在本发明的具体实施例中,所述佐剂与抗原乳化的方法为注射器混合法。
进一步,所述含有小鼠肾小管抗原和弗氏佐剂的乳化剂的制备包括如下步骤:
在2mg/mL的肾小管抗原溶液中加入等量FCA弗氏完全佐剂制备得到FCA弗氏完全佐剂配制的1mg/mL小鼠肾小管抗原乳化剂;
在1mg/mL的肾小管抗原溶液中加入等量FIA弗氏不完全佐剂制备得到FIA弗氏不完全佐剂配制的0.5mg/mL小鼠肾小管抗原乳化剂。

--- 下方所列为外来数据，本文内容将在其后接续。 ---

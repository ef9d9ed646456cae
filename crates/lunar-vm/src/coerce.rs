//! Conversions the VM applies implicitly: numbers to strings for `..`,
//! and the numeric-for loop limits.

use lunar_core::number::{float_to_integer, fmt_float};
use lunar_core::string::LuaStr;
use lunar_core::value::TValue;

/// A string or number, which `..` accepts without a metamethod.
#[inline]
pub fn is_concatable(v: &TValue) -> bool {
    matches!(v, TValue::String(_) | TValue::Integer(_) | TValue::Float(_))
}

/// Convert a value to string for concatenation.
pub fn to_string_for_concat(v: &TValue) -> Option<LuaStr> {
    match v {
        TValue::String(s) => Some(s.clone()),
        TValue::Integer(i) => Some(LuaStr::from(i.to_string())),
        TValue::Float(f) => Some(LuaStr::from(fmt_float(*f))),
        _ => None,
    }
}

/// Convert a for-loop limit to an integer, rounding toward the loop's
/// direction. Returns `(limit, skip)`, where `skip` means the loop must not
/// run at all, or None when the limit is not a number.
pub fn for_limit(limit: &TValue, step: i64) -> Option<(i64, bool)> {
    let rounded = match limit.to_integer() {
        Some(i) => Some(i),
        None => {
            let f = limit.to_float()?;
            let r = if step < 0 { f.ceil() } else { f.floor() };
            float_to_integer(r)
        }
    };
    if let Some(l) = rounded {
        return Some((l, false));
    }
    // A float limit out of integer range (or NaN) clips the loop
    let f = limit.to_float()?;
    if f > 0.0 {
        Some((i64::MAX, step < 0))
    } else {
        Some((i64::MIN, step > 0))
    }
}
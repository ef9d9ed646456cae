/// Lua string type: an immutable, shared byte sequence.
///
/// Strings compare and hash by content, so two equal strings are the same
/// table key regardless of where they were created.
use std::fmt;
use std::hash::{Hash, Hasher};
use std::rc::Rc;

/// An immutable Lua string.
#[derive(Clone)]
pub struct LuaStr(Rc<[u8]>);

impl LuaStr {
    /// Create a string from bytes.
    pub fn new(bytes: &[u8]) -> Self {
        LuaStr(Rc::from(bytes))
    }

    /// Get the bytes of this string.
    #[inline]
    pub fn as_bytes(&self) -> &[u8] {
        &self.0
    }

    /// The string as UTF-8, if valid.
    pub fn to_str(&self) -> Option<&str> {
        std::str::from_utf8(&self.0).ok()
    }

    /// Lossy UTF-8 rendering for messages.
    pub fn to_string_lossy(&self) -> String {
        String::from_utf8_lossy(&self.0).into_owned()
    }

    /// Get the length in bytes.
    #[inline]
    pub fn len(&self) -> usize {
        self.0.len()
    }

    /// Returns true if the string is empty.
    #[inline]
    pub fn is_empty(&self) -> bool {
        self.0.is_empty()
    }

    /// Returns true if both handles share the same allocation.
    #[inline]
    pub fn ptr_eq(&self, other: &LuaStr) -> bool {
        Rc::ptr_eq(&self.0, &other.0)
    }

    /// Concatenate a sequence of byte slices into a new string.
    pub fn concat<'a>(parts: impl IntoIterator<Item = &'a [u8]>) -> Self {
        let mut buf = Vec::new();
        for p in parts {
            buf.extend_from_slice(p);
        }
        LuaStr::from(buf)
    }
}

impl PartialEq for LuaStr {
    fn eq(&self, other: &Self) -> bool {
        self.ptr_eq(other) || self.0 == other.0
    }
}

impl Eq for LuaStr {}

impl PartialOrd for LuaStr {
    fn partial_cmp(&self, other: &Self) -> Option<std::cmp::Ordering> {
        Some(self.cmp(other))
    }
}

/// Byte-wise ordering, which is what Lua's `<` on strings uses in the C locale.
impl Ord for LuaStr {
    fn cmp(&self, other: &Self) -> std::cmp::Ordering {
        self.0.cmp(&other.0)
    }
}

impl Hash for LuaStr {
    fn hash<H: Hasher>(&self, state: &mut H) {
        state.write_u32(lua_hash(&self.0));
    }
}

impl AsRef<[u8]> for LuaStr {
    fn as_ref(&self) -> &[u8] {
        &self.0
    }
}

impl From<&str> for LuaStr {
    fn from(s: &str) -> Self {
        LuaStr::new(s.as_bytes())
    }
}

impl From<String> for LuaStr {
    fn from(s: String) -> Self {
        LuaStr(Rc::from(s.into_bytes()))
    }
}

impl From<&[u8]> for LuaStr {
    fn from(b: &[u8]) -> Self {
        LuaStr::new(b)
    }
}

impl From<Vec<u8>> for LuaStr {
    fn from(v: Vec<u8>) -> Self {
        LuaStr(Rc::from(v))
    }
}

/// Share the allocation of a string constant.
impl From<Rc<[u8]>> for LuaStr {
    fn from(rc: Rc<[u8]>) -> Self {
        LuaStr(rc)
    }
}

impl fmt::Display for LuaStr {
    fn fmt(&self, f: &mut fmt::Formatter<'_>) -> fmt::Result {
        f.write_str(&String::from_utf8_lossy(&self.0))
    }
}

impl fmt::Debug for LuaStr {
    fn fmt(&self, f: &mut fmt::Formatter<'_>) -> fmt::Result {
        write!(f, "{:?}", String::from_utf8_lossy(&self.0))
    }
}

/// Lua 5.3 string hash (seeded shift-add-xor over a sample of the bytes).
pub fn lua_hash(bytes: &[u8]) -> u32 {
    let len = bytes.len();
    let mut h: u32 = 0x2545_F491 ^ (len as u32);
    let step = (len >> 5) + 1;
    let mut l = len;
    while l >= step {
        h ^= (h << 5)
            .wrapping_add(h >> 2)
            .wrapping_add(bytes[l - 1] as u32);
        l -= step;
    }
    h
}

进一步,加入等量FCA弗氏完全佐剂或FIA弗氏不完全佐剂,将小鼠肾小管抗原浓度稀释至1mg/mL后,需反复吹打直至两液互溶并呈乳白色状。
进一步,分别在第0天、第7天于小鼠的颈背部皮下注射FCA弗氏完全佐剂配制的1mg/mL小鼠肾小管抗原乳化剂,在第14天于小鼠的颈背部皮下注射FIA弗氏不完全佐剂配制的0.5mg/mL小鼠肾小管抗原乳化剂;
优选地,所述注射的量为0.1mL/只。
进一步,本发明通过具体的实施例证明了以1mg/mL的浓度给予0.1mL/只较适宜,过高或过低易诱导免疫耐受。
在本发明的具体实施例中,本发明将C57BL/6小鼠的肾小管匀浆与弗氏佐剂制成乳化剂,通过皮下多点注射进入同种小鼠的颈背部,介导炎症免疫反应,使小鼠产生淋巴细胞浸润,干扰其免疫系统。皮下多处注射的方式可以产生较强的免疫应答。抗原的注射分3次进行,在第0天和第7天用弗氏完全佐剂调整抗原浓度,第14天用弗氏不完全佐剂平行操作,加强局部免疫应答。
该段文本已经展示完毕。